Liquidación por importe de 4,7 millones de euros
En este asunto, la Sala ha estimado el recurso de la SEPI contra una sentencia del TSJ de la Comunidad Valenciana, de septiembre de 2017, que había dado la razón a la Hacienda autonómica en la liquidación, de marzo de 2010, que su oficina de Manises realizó a la SEPI por importe de 4,7 millones de euros en concepto de Impuesto sobre Transmisiones Patrimoniales Onerosas, en relación a la dación de una fábrica de Manises a la SEPI como pago de deuda.
En concreto, según relata la sentencia del Supremo, la mercantil IZAR Construcciones Navales, S.A., en liquidación, entidad íntegramente participada por SEPI, transmitió a SEPI, mediante una dación en pago parcial de una deuda que tenía con esta, el pleno dominio de la totalidad de los bienes inmuebles correspondientes a su fábrica de Manises como parte del pago de la deuda que mantenía con ésta.
SEPI presentó la oportuna autoliquidación declarando la operación, pero exenta del Impuesto sobre Transmisiones Patrimoniales (ITP) y sobre el de Actos Jurídicos Documentados (AJD), modalidad transmisiones patrimoniales onerosas, al considerar de aplicación el artículo 14.4 de la Ley 5/1996.
Sin embargo, la oficina liquidadora de Manises practicó liquidación provisional por el tributo, negando la exención pretendida por considerarla de aplicación únicamente a las transmisiones derivadas del propio proceso de creación de SEPI, a las ampliaciones de capital y a las aportaciones de fondos realizadas en el marco de procedimientos de reestructuración financiera de las sociedades participadas por esta compañía.
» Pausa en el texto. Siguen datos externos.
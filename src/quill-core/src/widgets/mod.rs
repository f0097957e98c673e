//! Quill widgets
//!
//! - [`TypewriterView`] - revealed text of one session with cursor,
//!   progress row and skip control
//! - [`ChatWidget`] - the conversation, bottom-anchored
//! - [`ThinkingIndicator`] - "AI is typing…" spinner

pub mod chat;
pub mod typewriter_view;
pub mod wrapping;

pub use chat::{ChatMessage, ChatWidget, MessageCell, MessageId, MessageRole, ThinkingIndicator};
pub use typewriter_view::{DEFAULT_CURSOR, DEFAULT_SKIP_LABEL, TypewriterView, ViewOptions};
pub use wrapping::wrap_lines;
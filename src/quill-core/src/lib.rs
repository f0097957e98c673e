//! # Quill Core
//!
//! Typewriter-style reveal of AI chat replies for terminal interfaces.
//!
//! ## Core Components
//!
//! - **Animation**: the [`TypewriterSession`] engine (lexical speed model,
//!   sentence pauses, jitter) plus spinner, cursor blink and progress bar.
//! - **Markdown**: a fence-aware renderer for partially revealed text and a
//!   full CommonMark renderer.
//! - **Render**: [`RenderStrategy`] selects how revealed text becomes lines.
//! - **Widgets**: [`TypewriterView`](widgets::TypewriterView) and the chat
//!   conversation widgets.
//! - **Style**: the Quill palette.
//!
//! ## Architecture
//!
//! ```text
//! ┌──────────────────────────────────────────────────────┐
//! │                 Owner (frame loop)                   │
//! │          advance(elapsed) / skip / pause             │
//! └──────────────┬──────────────────────────┬────────────┘
//!                │                          │
//! ┌──────────────▼────────────┐  ┌──────────▼────────────┐
//! │     TypewriterSession     │  │       Widgets         │
//! │  lexical ─ pause ─ jitter │─▶│ RenderStrategy → Line │
//! └───────────────────────────┘  └───────────────────────┘
//! ```
//!
//! ## Quick Start
//!
//! ```rust,ignore
//! use std::time::Duration;
//! use quill_core::{TypewriterOptions, TypewriterSession};
//!
//! let mut tw = TypewriterSession::new("Hello. World!", TypewriterOptions::default())
//!     .on_sentence_complete(|sentence, n| println!("#{n}: {sentence}"));
//! while !tw.is_completed() {
//!     tw.advance(Duration::from_millis(16));
//! }
//! ```

pub mod animation;
pub mod markdown;
pub mod render;
pub mod style;
pub mod widgets;

pub use animation::{
    OptionsError, SpeedAdjustments, ThinkingPauses, TypewriterOptions, TypewriterSession,
    TypewriterStatus,
};
pub use render::RenderStrategy;
pub use style::QuillStyle;
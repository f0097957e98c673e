//! `quill chat`: an interactive conversation with mock AI replies.
//!
//! ```text
//! ┌────────────┐  keys   ┌─────────┐  tick(elapsed)  ┌──────────────┐
//! │ EventStream│────────▶│ ChatApp │────────────────▶│ ChatHarness  │
//! └────────────┘         └────▲────┘                 │  sessions    │
//!                             │ HarnessEvent         └──────┬───────┘
//!                             └───── mpsc ◀── reply timers, on_complete
//! ```

mod app;
mod harness;
mod mock;
mod terminal;

pub use app::{ChatApp, ChatCommand, map_key};
pub use harness::{ChatHarness, HarnessEvent, SpeedPreset};
pub use mock::{MOCK_RESPONSES, MockResponder, QUICK_QUESTIONS};
pub use terminal::{ChatTerminal, TerminalGuard, TerminalOptions, install_panic_hook};

use anyhow::Result;
use tokio::sync::mpsc;

use crate::cli::ChatArgs;
use crate::config::QuillConfig;

/// Runs the chat until the user quits.
pub async fn run(args: ChatArgs, config: QuillConfig) -> Result<()> {
    let reply_delay = args
        .reply_delay_ms
        .map_or_else(|| config.chat.reply_delay(), std::time::Duration::from_millis);

    let (events_tx, mut events_rx) = mpsc::unbounded_channel();
    let mut harness = ChatHarness::new(config.typewriter.clone(), reply_delay, events_tx);
    if let Some(speed) = args.speed {
        harness = harness.with_speed(speed.into());
    }
    if !args.no_greeting {
        harness = harness.with_greeting();
    }

    tracing::info!(
        speed = %harness.speed_label(),
        reply_delay_ms = reply_delay.as_millis() as u64,
        "starting chat"
    );

    let app = ChatApp::new(harness, config.ui.view_options(), config.ui.frame());
    let mut terminal = ChatTerminal::new()?;
    app.run(&mut terminal, &mut events_rx).await
}
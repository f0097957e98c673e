//! Wrapping of styled lines to a column width.
//!
//! Widths are measured in terminal columns with unicode-width, so CJK
//! characters and emoji take two cells.

use ratatui::style::Style;
use ratatui::text::{Line, Span};
use unicode_width::{UnicodeWidthChar, UnicodeWidthStr};

/// Wraps each line at word boundaries. Words wider than `max_width` are
/// split by visual width. Span styles are preserved across breaks.
pub fn wrap_lines(lines: &[Line<'static>], max_width: usize) -> Vec<Line<'static>> {
    let mut out = Vec::with_capacity(lines.len());
    for line in lines {
        wrap_line_into(line, max_width, &mut out);
    }
    out
}

fn wrap_line_into(line: &Line<'static>, max_width: usize, out: &mut Vec<Line<'static>>) {
    if max_width == 0 || line.width() <= max_width {
        out.push(line.clone());
        return;
    }

    let mut current: Vec<Span<'static>> = Vec::new();
    let mut current_width = 0usize;

    let tokens = line.spans.iter().flat_map(|span| {
        span.content
            .split_inclusive(char::is_whitespace)
            .map(move |word| (word, span.style))
    });

    for (word, style) in tokens {
        let word_width = UnicodeWidthStr::width(word);

        if current_width + word_width <= max_width {
            push_piece(&mut current, word, style);
            current_width += word_width;
            continue;
        }

        // trailing whitespace may hang past the edge
        let visible = word.trim_end();
        if current_width + UnicodeWidthStr::width(visible) <= max_width {
            push_piece(&mut current, visible, style);
            out.push(take_line(&mut current));
            current_width = 0;
            continue;
        }

        if current_width > 0 {
            out.push(take_line(&mut current));
            current_width = 0;
        }

        let mut remaining = word;
        while UnicodeWidthStr::width(remaining) > max_width {
            let (chunk, rest) = split_at_visual_width(remaining, max_width);
            if chunk.is_empty() {
                // a single glyph wider than the line
                let split = remaining.chars().next().map_or(remaining.len(), char::len_utf8);
                let (glyph, rest) = remaining.split_at(split);
                out.push(Line::from(Span::styled(glyph.to_string(), style)));
                remaining = rest;
                continue;
            }
            out.push(Line::from(Span::styled(chunk.to_string(), style)));
            remaining = rest;
        }
        push_piece(&mut current, remaining, style);
        current_width = UnicodeWidthStr::width(remaining);
    }

    if !current.is_empty() {
        out.push(take_line(&mut current));
    }
}

/// Takes the accumulated spans as a line, dropping trailing whitespace.
fn take_line(spans: &mut Vec<Span<'static>>) -> Line<'static> {
    let mut spans = std::mem::take(spans);
    if let Some(last) = spans.last_mut() {
        let trimmed = last.content.trim_end().to_string();
        last.content = trimmed.into();
        if last.content.is_empty() {
            spans.pop();
        }
    }
    Line::from(spans)
}

/// Appends `text`, merging into the last span when the style matches.
fn push_piece(spans: &mut Vec<Span<'static>>, text: &str, style: Style) {
    if text.is_empty() {
        return;
    }
    match spans.last_mut() {
        Some(last) if last.style == style => last.content.to_mut().push_str(text),
        _ => spans.push(Span::styled(text.to_string(), style)),
    }
}

/// Splits a string at a visual width boundary, returning (prefix, suffix).
pub fn split_at_visual_width(s: &str, max_width: usize) -> (&str, &str) {
    if max_width == 0 {
        return ("", s);
    }

    let mut visual_width = 0;
    let mut byte_idx = s.len();

    for (idx, ch) in s.char_indices() {
        let ch_width = UnicodeWidthChar::width(ch).unwrap_or(0);
        if visual_width + ch_width > max_width {
            byte_idx = idx;
            break;
        }
        visual_width += ch_width;
    }

    s.split_at(byte_idx)
}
La deuda tributaria notificada a SEPI ascendía a 4.798.767,77 euros, de los que 4.352.530 euros correspondían a cuota y 446.237,77 euros a intereses de demora, siendo la cuota el resultado de aplicar el tipo de gravamen del 7% sobre el valor total de los bienes transmitidos a SEPI.
Al no estar conforme con esta liquidación, SEPI interpuso reclamación económico-administrativa ante el Tribunal Económico-Administrativo Central, que la estimó en resolución de 9 de julio de 2012, al entender que la operación discutida constituía una operación de reestructuración financiera de IZAR.
La Generalitat Valenciana interpuso recurso contencioso-administrativo que fue estimado por la Sección Tercera de la Sala de lo Contencioso-Administrativo del Tribunal Superior de Justicia de la Comunidad Valenciana.
Ahora, la Sala Tercera del Supremo anula esta última sentencia al estimar el recurso del SEPI.
El tribunal explica que el artículo 14.4 de la Ley 5/1996 excluye de tributos “a todas las transmisiones patrimoniales, operaciones societarias y actos derivados, directa o indirectamente de la aplicación de este Real Decreto-ley e, incluso, las aportaciones de fondos o ampliaciones de capital, que se ejecuten en el futuro para la reestructuración financiera de las empresas participadas por la Sociedad Estatal de Participaciones Industriales”.